Copy out the records below exactly as they appear.

[Stored data]
□ □ □ □ □

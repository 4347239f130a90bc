//! Headless harness for exercising a [`Model`] in unit tests.

use crate::command::{Action, Command, CommandInner};
use crate::model::Model;
use crate::subscription::SubscriptionId;
use ratatui::backend::TestBackend;
use ratatui::buffer::Buffer;
use ratatui::Terminal;

/// Drives a [`Model`] without a real terminal or tokio runtime.
///
/// Messages returned through [`Command::message`] are queued and flushed with
/// [`drain_messages`](TestProgram::drain_messages). Subscriptions are never
/// started, but [`subscription_ids`](TestProgram::subscription_ids) shows what
/// the runtime would be running after the last update.
///
/// ```rust,ignore
/// use search_select_core::testing::TestProgram;
///
/// let mut prog = TestProgram::<Picker>::new(());
/// prog.send(Msg::Key(key(KeyCode::Down)));
/// prog.drain_messages();
/// assert!(prog.render_string(40, 6).contains("Apple"));
/// ```
pub struct TestProgram<M: Model> {
    model: M,
    pending_messages: Vec<M::Message>,
    quit_requested: bool,
}

impl<M: Model> TestProgram<M> {
    /// Create a test program by calling [`Model::init`] with the given flags.
    pub fn new(flags: M::Flags) -> Self {
        let (model, init_cmd) = M::init(flags);
        let mut program = Self {
            model,
            pending_messages: Vec::new(),
            quit_requested: false,
        };
        program.collect_sync_messages(init_cmd);
        program
    }

    /// Send a message, triggering a single update cycle. Messages the update
    /// produces are queued, not processed.
    pub fn send(&mut self, msg: M::Message) {
        let cmd = self.model.update(msg);
        self.collect_sync_messages(cmd);
    }

    /// Process queued messages until the model stops producing new ones.
    pub fn drain_messages(&mut self) {
        while !self.pending_messages.is_empty() {
            let messages: Vec<_> = self.pending_messages.drain(..).collect();
            for msg in messages {
                let cmd = self.model.update(msg);
                self.collect_sync_messages(cmd);
            }
        }
    }

    /// Number of messages waiting in the queue.
    pub fn pending(&self) -> usize {
        self.pending_messages.len()
    }

    /// Whether any update so far returned [`Command::quit`].
    pub fn quit_requested(&self) -> bool {
        self.quit_requested
    }

    /// Ids of the subscriptions the model currently declares.
    pub fn subscription_ids(&self) -> Vec<SubscriptionId> {
        self.model
            .subscriptions()
            .iter()
            .map(|s| s.id().clone())
            .collect()
    }

    /// Shared access to the model for assertions.
    pub fn model(&self) -> &M {
        &self.model
    }

    /// Mutable access to the model for test setup, bypassing `update`.
    pub fn model_mut(&mut self) -> &mut M {
        &mut self.model
    }

    /// Render the model into a buffer of the given dimensions.
    pub fn render(&self, width: u16, height: u16) -> Buffer {
        let mut terminal =
            Terminal::new(TestBackend::new(width, height)).expect("test backend never fails");
        terminal
            .draw(|frame| self.model.view(frame))
            .expect("test backend never fails");
        terminal.backend().buffer().clone()
    }

    /// Render the model and return its rows joined by newlines.
    pub fn render_string(&self, width: u16, height: u16) -> String {
        buffer_to_string(&self.render(width, height))
    }

    fn collect_sync_messages(&mut self, cmd: Command<M::Message>) {
        match cmd.inner {
            CommandInner::None => {}
            CommandInner::Action(Action::Message(msg)) => self.pending_messages.push(msg),
            CommandInner::Action(Action::Quit) => self.quit_requested = true,
            CommandInner::Batch(cmds) => {
                for cmd in cmds {
                    self.collect_sync_messages(cmd);
                }
            }
        }
    }
}

/// Flatten a buffer into text, one line per row.
pub fn buffer_to_string(buf: &Buffer) -> String {
    let area = buf.area;
    let mut output = String::new();
    for y in area.top()..area.bottom() {
        for x in area.left()..area.right() {
            output.push_str(buf[(x, y)].symbol());
        }
        if y + 1 < area.bottom() {
            output.push('\n');
        }
    }
    output
}

#[cfg(test)]
mod tests {
    use super::*;
    use crate::subscription::Subscription;
    use crate::subscriptions::terminal_events;
    use ratatui::widgets::Paragraph;

    // A checklist that can be shown or hidden; while shown it listens for keys.
    struct Checklist {
        items: Vec<String>,
        visible: bool,
    }

    #[derive(Debug)]
    enum Msg {
        Add(String),
        AddTwice(String),
        Toggle,
        Done,
    }

    impl Model for Checklist {
        type Message = Msg;
        type Flags = Vec<String>;

        fn init(items: Vec<String>) -> (Self, Command<Msg>) {
            (
                Checklist {
                    items,
                    visible: true,
                },
                Command::none(),
            )
        }

        fn update(&mut self, msg: Msg) -> Command<Msg> {
            match msg {
                Msg::Add(item) => {
                    self.items.push(item);
                    Command::none()
                }
                Msg::AddTwice(item) => Command::batch([
                    Command::message(Msg::Add(item.clone())),
                    Command::message(Msg::Add(item)),
                ]),
                Msg::Toggle => {
                    self.visible = !self.visible;
                    Command::none()
                }
                Msg::Done => Command::quit(),
            }
        }

        fn view(&self, frame: &mut ratatui::Frame) {
            if self.visible {
                frame.render_widget(Paragraph::new(self.items.join(",")), frame.area());
            }
        }

        fn subscriptions(&self) -> Vec<Subscription<Msg>> {
            if self.visible {
                vec![terminal_events(|_| Some(Msg::Toggle))]
            } else {
                vec![]
            }
        }
    }

    #[test]
    fn init_uses_flags() {
        let prog = TestProgram::<Checklist>::new(vec!["milk".into()]);
        assert_eq!(prog.model().items, vec!["milk"]);
    }

    #[test]
    fn batched_messages_queue_until_drained() {
        let mut prog = TestProgram::<Checklist>::new(vec![]);
        prog.send(Msg::AddTwice("eggs".into()));
        assert_eq!(prog.pending(), 2);
        assert!(prog.model().items.is_empty());

        prog.drain_messages();
        assert_eq!(prog.pending(), 0);
        assert_eq!(prog.model().items, vec!["eggs", "eggs"]);
    }

    #[test]
    fn quit_is_recorded() {
        let mut prog = TestProgram::<Checklist>::new(vec![]);
        assert!(!prog.quit_requested());
        prog.send(Msg::Done);
        assert!(prog.quit_requested());
    }

    #[test]
    fn render_string_reflects_state() {
        let mut prog = TestProgram::<Checklist>::new(vec!["a".into()]);
        prog.send(Msg::Add("b".into()));
        assert!(prog.render_string(10, 1).starts_with("a,b"));

        prog.send(Msg::Toggle);
        assert_eq!(prog.render_string(3, 2), "   \n   ");
    }

    #[test]
    fn subscription_ids_follow_visibility() {
        let mut prog = TestProgram::<Checklist>::new(vec![]);
        assert_eq!(prog.subscription_ids().len(), 1);
        prog.send(Msg::Toggle);
        assert!(prog.subscription_ids().is_empty());
    }
}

□ □ □ □ □

Solution for this problem
repository 4347239f130a90bc
//! Headless harness for exercising a [`Model`] in unit tests.

use crate::command::{Action, Command, CommandInner};
use crate::model::Model;
use crate::subscription::SubscriptionId;
use ratatui::backend::TestBackend;
use ratatui::buffer::Buffer;
use ratatui::Terminal;

/// Drives a [`Model`] without a real terminal or tokio runtime.
///
/// Messages returned through [`Command::message`] are queued and flushed with
/// [`drain_messages`](TestProgram::drain_messages). Subscriptions are never
/// started, but [`subscription_ids`](TestProgram::subscription_ids) shows what
/// the runtime would be running after the last update.
///
/// ```rust,ignore
/// use search_select_core::testing::TestProgram;
///
/// let mut prog = TestProgram::<Picker>::new(());
/// prog.send(Msg::Key(key(KeyCode::Down)));
/// prog.drain_messages();
/// assert!(prog.render_string(40, 6).contains("Apple"));
/// ```
pub struct TestProgram<M: Model> {
    model: M,
    pending_messages: Vec<M::Message>,
    quit_requested: bool,
}

impl<M: Model> TestProgram<M> {
    /// Create a test program by calling [`Model::init`] with the given flags.
    pub fn new(flags: M::Flags) -> Self {
        let (model, init_cmd) = M::init(flags);
        let mut program = Self {
            model,
            pending_messages: Vec::new(),
            quit_requested: false,
        };
        program.collect_sync_messages(init_cmd);
        program
    }

    /// Send a message, triggering a single update cycle. Messages the update
    /// produces are queued, not processed.
    pub fn send(&mut self, msg: M::Message) {
        let cmd = self.model.update(msg);
        self.collect_sync_messages(cmd);
    }

    /// Process queued messages until the model stops producing new ones.
    pub fn drain_messages(&mut self) {
        while !self.pending_messages.is_empty() {
            let messages: Vec<_> = self.pending_messages.drain(..).collect();
            for msg in messages {
                let cmd = self.model.update(msg);
                self.collect_sync_messages(cmd);
            }
        }
    }

    /// Number of messages waiting in the queue.
    pub fn pending(&self) -> usize {
        self.pending_messages.len()
    }

    /// Whether any update so far returned [`Command::quit`].
    pub fn quit_requested(&self) -> bool {
        self.quit_requested
    }

    /// Ids of the subscriptions the model currently declares.
    pub fn subscription_ids(&self) -> Vec<SubscriptionId> {
        self.model
            .subscriptions()
            .iter()
            .map(|s| s.id().clone())
            .collect()
    }

    /// Shared access to the model for assertions.
    pub fn model(&self) -> &M {
        &self.model
    }

    /// Mutable access to the model for test setup, bypassing `update`.
    pub fn model_mut(&mut self) -> &mut M {
        &mut self.model
    }

    /// Render the model into a buffer of the given dimensions.
    pub fn render(&self, width: u16, height: u16) -> Buffer {
        let mut terminal =
            Terminal::new(TestBackend::new(width, height)).expect("test backend never fails");
        terminal
            .draw(|frame| self.model.view(frame))
            .expect("test backend never fails");
        terminal.backend().buffer().clone()
    }

    /// Render the model and return its rows joined by newlines.
    pub fn render_string(&self, width: u16, height: u16) -> String {
        buffer_to_string(&self.render(width, height))
    }

    fn collect_sync_messages(&mut self, cmd: Command<M::Message>) {
        match cmd.inner {
            CommandInner::None => {}
            CommandInner::Action(Action::Message(msg)) => self.pending_messages.push(msg),
            CommandInner::Action(Action::Quit) => self.quit_requested = true,
            CommandInner::Batch(cmds) => {
                for cmd in cmds {
                    self.collect_sync_messages(cmd);
                }
            }
        }
    }
}

/// Flatten a buffer into text, one line per row.
pub fn buffer_to_string(buf: &Buffer) -> String {
    let area = buf.area;
    let mut output = String::new();
    for y in area.top()..area.bottom() {
        for x in area.left()..area.right() {
            output.push_str(buf[(x, y)].symbol());
        }
        if y + 1 < area.bottom() {
            output.push('\n');
        }
    }
    output
}

#[cfg(test)]
mod tests {
    use super::*;
    use crate::subscription::Subscription;
    use crate::subscriptions::terminal_events;
    use ratatui::widgets::Paragraph;

    // A checklist that can be shown or hidden; while shown it listens for keys.
    struct Checklist {
        items: Vec<String>,
        visible: bool,
    }

    #[derive(Debug)]
    enum Msg {
        Add(String),
        AddTwice(String),
        Toggle,
        Done,
    }

    impl Model for Checklist {
        type Message = Msg;
        type Flags = Vec<String>;

        fn init(items: Vec<String>) -> (Self, Command<Msg>) {
            (
                Checklist {
                    items,
                    visible: true,
                },
                Command::none(),
            )
        }

        fn update(&mut self, msg: Msg) -> Command<Msg> {
            match msg {
                Msg::Add(item) => {
                    self.items.push(item);
                    Command::none()
                }
                Msg::AddTwice(item) => Command::batch([
                    Command::message(Msg::Add(item.clone())),
                    Command::message(Msg::Add(item)),
                ]),
                Msg::Toggle => {
                    self.visible = !self.visible;
                    Command::none()
                }
                Msg::Done => Command::quit(),
            }
        }

        fn view(&self, frame: &mut ratatui::Frame) {
            if self.visible {
                frame.render_widget(Paragraph::new(self.items.join(",")), frame.area());
            }
        }

        fn subscriptions(&self) -> Vec<Subscription<Msg>> {
            if self.visible {
                vec![terminal_events(|_| Some(Msg::Toggle))]
            } else {
                vec![]
            }
        }
    }

    #[test]
    fn init_uses_flags() {
        let prog = TestProgram::<Checklist>::new(vec!["milk".into()]);
        assert_eq!(prog.model().items, vec!["milk"]);
    }

    #[test]
    fn batched_messages_queue_until_drained() {
        let mut prog = TestProgram::<Checklist>::new(vec![]);
        prog.send(Msg::AddTwice("eggs".into()));
        assert_eq!(prog.pending(), 2);
        assert!(prog.model().items.is_empty());

        prog.drain_messages();
        assert_eq!(prog.pending(), 0);
        assert_eq!(prog.model().items, vec!["eggs", "eggs"]);
    }

    #[test]
    fn quit_is_recorded() {
        let mut prog = TestProgram::<Checklist>::new(vec![]);
        assert!(!prog.quit_requested());
        prog.send(Msg::Done);
        assert!(prog.quit_requested());
    }

    #[test]
    fn render_string_reflects_state() {
        let mut prog = TestProgram::<Checklist>::new(vec!["a".into()]);
        prog.send(Msg::Add("b".into()));
        assert!(prog.render_string(10, 1).starts_with("a,b"));

        prog.send(Msg::Toggle);
        assert_eq!(prog.render_string(3, 2), "   \n   ");
    }

    #[test]
    fn subscription_ids_follow_visibility() {
        let mut prog = TestProgram::<Checklist>::new(vec![]);
        assert_eq!(prog.subscription_ids().len(), 1);
        prog.send(Msg::Toggle);
        assert!(prog.subscription_ids().is_empty());
    }
}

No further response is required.